Now, we will use the fact that
$$
\int_{[0,1]^n}d^nx=(1)^n=1
$$
to find
$$
\operatorname{Vol}(v_1,\dots,v_n)\equiv\int_{[0,v_1]\times\dots\times[0,v_n]}\prod_{i=1}^nd(x\cdot v_i)
$$
Let $e_i=b_i/\left\vert b_i\right\vert$, where $\{b_1,\dots,b_n\}$ is the orthogonal basis found using the process used before. Notice that
$$
d^nk=\prod_{i=1}^nd(k\cdot e_i)
$$
This is true because $\{e_i\}$ is related to all other orthonormal bases by linear plane isometries, which all have Jacobian of $1$. So, by simple rescaling, we get
$$
d^nk=\prod_{i=1}^n\frac{d(k\cdot b_i)}{\left\vert b_i\right\vert}
$$
We can write that
$$
b_i^2=
\left\vert
\begin{matrix}
v_1\cdot v_1&\dots&v_i\cdot v_1\\
\vdots&\ddots&\vdots\\
v_1\cdot v_{i-1}&\dots&v_i\cdot v_{i-1}\\
b_i\cdot v_1&\dots&b_i\cdot v_i
\end{matrix}
\right\vert
$$
Because by construction, $b_i\in\operatorname{Span}(v_1,\dots,v_{i-1})^\perp$, $b_i\cdot v_j=0$ for $j<i$. Now, notice that
$$
b_i\cdot v_i=
\left\vert
\begin{matrix}
v_1\cdot v_1&\dots&v_i\cdot v_1\\
\vdots&\ddots&\vdots\\
v_1\cdot v_{i-1}&\dots&v_i\cdot v_{i-1}\\
v_i\cdot v_1&\dots&v_i\cdot v_i
\end{matrix}
\right\vert
$$
Or, in other words, $b_i=G(v_1,\dots,v_i)$, where $G$ is the Gramian.

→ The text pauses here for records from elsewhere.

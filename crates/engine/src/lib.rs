pub use audit::{
    AUDIT_DELAY, BASELINE_CEILING, ComplianceVerdict, FixedRiskSource, HIGH_VALUE_PENALTY,
    HIGH_VALUE_THRESHOLD, RiskSource, ScreeningVerdict, SecurityAuditResult, ThreadRngSource,
    assess,
};
pub use biometric::{
    BiometricSequence, CameraFeed, CameraSource, DEFAULT_CAMERA_DEVICE, DeviceCamera, STAGES,
    ScanStage, ScanState,
};
pub use currency::Currency;
pub use error::EngineError;
pub use money::Money;
pub use rails::PaymentRail;
pub use recipients::{KycStatus, RecipientDirectory, RecipientProfile};
pub use store::{MfaMethod, Store, ThemePreference, UserPreferences, UserSecurityProfile};
pub use transactions::{ScheduleFrequency, ScheduleRule, Transaction, TransactionKind};
pub use wizard::{AuditTicket, CommitReceipt, InsightTicket, Wizard, WizardStep};

mod audit;
mod biometric;
mod currency;
mod error;
mod money;
mod rails;
mod recipients;
mod store;
mod transactions;
mod wizard;

type ResultEngine<T> = Result<T, EngineError>;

This means
$$
b_i^2=
\left\vert
\begin{matrix}
v_1\cdot v_1&\dots&v_i\cdot v_1\\
\vdots&\ddots&\vdots\\
v_1\cdot v_{i-1}&\dots&v_i\cdot v_{i-1}\\
0&\dots&G(v_1,\dots,v_i)
\end{matrix}
\right\vert
$$
Or, in other words,
$$
b_i^2=
G(v_1,\dots,v_i)G(v_1,\dots,v_{i-1})
$$
I will now define $G_i\equiv G(v_1,\dots,v_i)$. This means that
$$
d^nk=\prod_{i=1}^n\frac{d(k\cdot b_i)}{\sqrt{G_{i-1}G_i}}
$$
Notice that by reordering this product, we can simply write
$$
d^nk=\sqrt{\frac{G_0}{G_n}}\prod_{i=1}^n\frac{d(k\cdot b_i)}{\sqrt{G_{i-1}^2}}=G_n^{-1/2}\prod_{i=1}^nd(k\cdot b_i)
$$
Now, notice that
$$
\frac{\partial(k\cdot b_i)}{\partial(k\cdot v_j)}=0
$$
if $j>i$ because then $k\cdot b_i$ is independent of $k\cdot v_j$. This means that our Jacobian matrix is upper triangular. So, this means that the Jacobian determinant is just going to be
$$
\det(J)=\prod_{i=1}^n\frac{\partial(k\cdot b_i)}{\partial(k\cdot v_i)}
$$
Notice that $k\cdot b_i=(k\cdot v_i)G_{i-1}+C$, where $C$ is a function that does not depend on $k\cdot v_i$, so we can simply write
$$
\det(J)=\prod_{i=1}^nG_{i-1}
$$
So, we can finally write that
$$
d^nk=G_n^{-1/2}\prod_{i=1}^n\frac{G_{i-1}}{G_{i-1}}d(v_i\cdot k)
$$
Or, in other words,
$$
\int_{[0,1]^n}d^nk=G^{-1/2}\int_{[0,v_1]\times\dots\times[0,v_n]}\prod_{i=1}^nd(v_i\cdot k)
$$
And, finally,
$$
\operatorname{Vol}(v_1,\dots,v_n)=G(v_1,\dots,v_n)^{1/2}
$$
I know the proof can be made shorter, but this was what was most intuitive for me!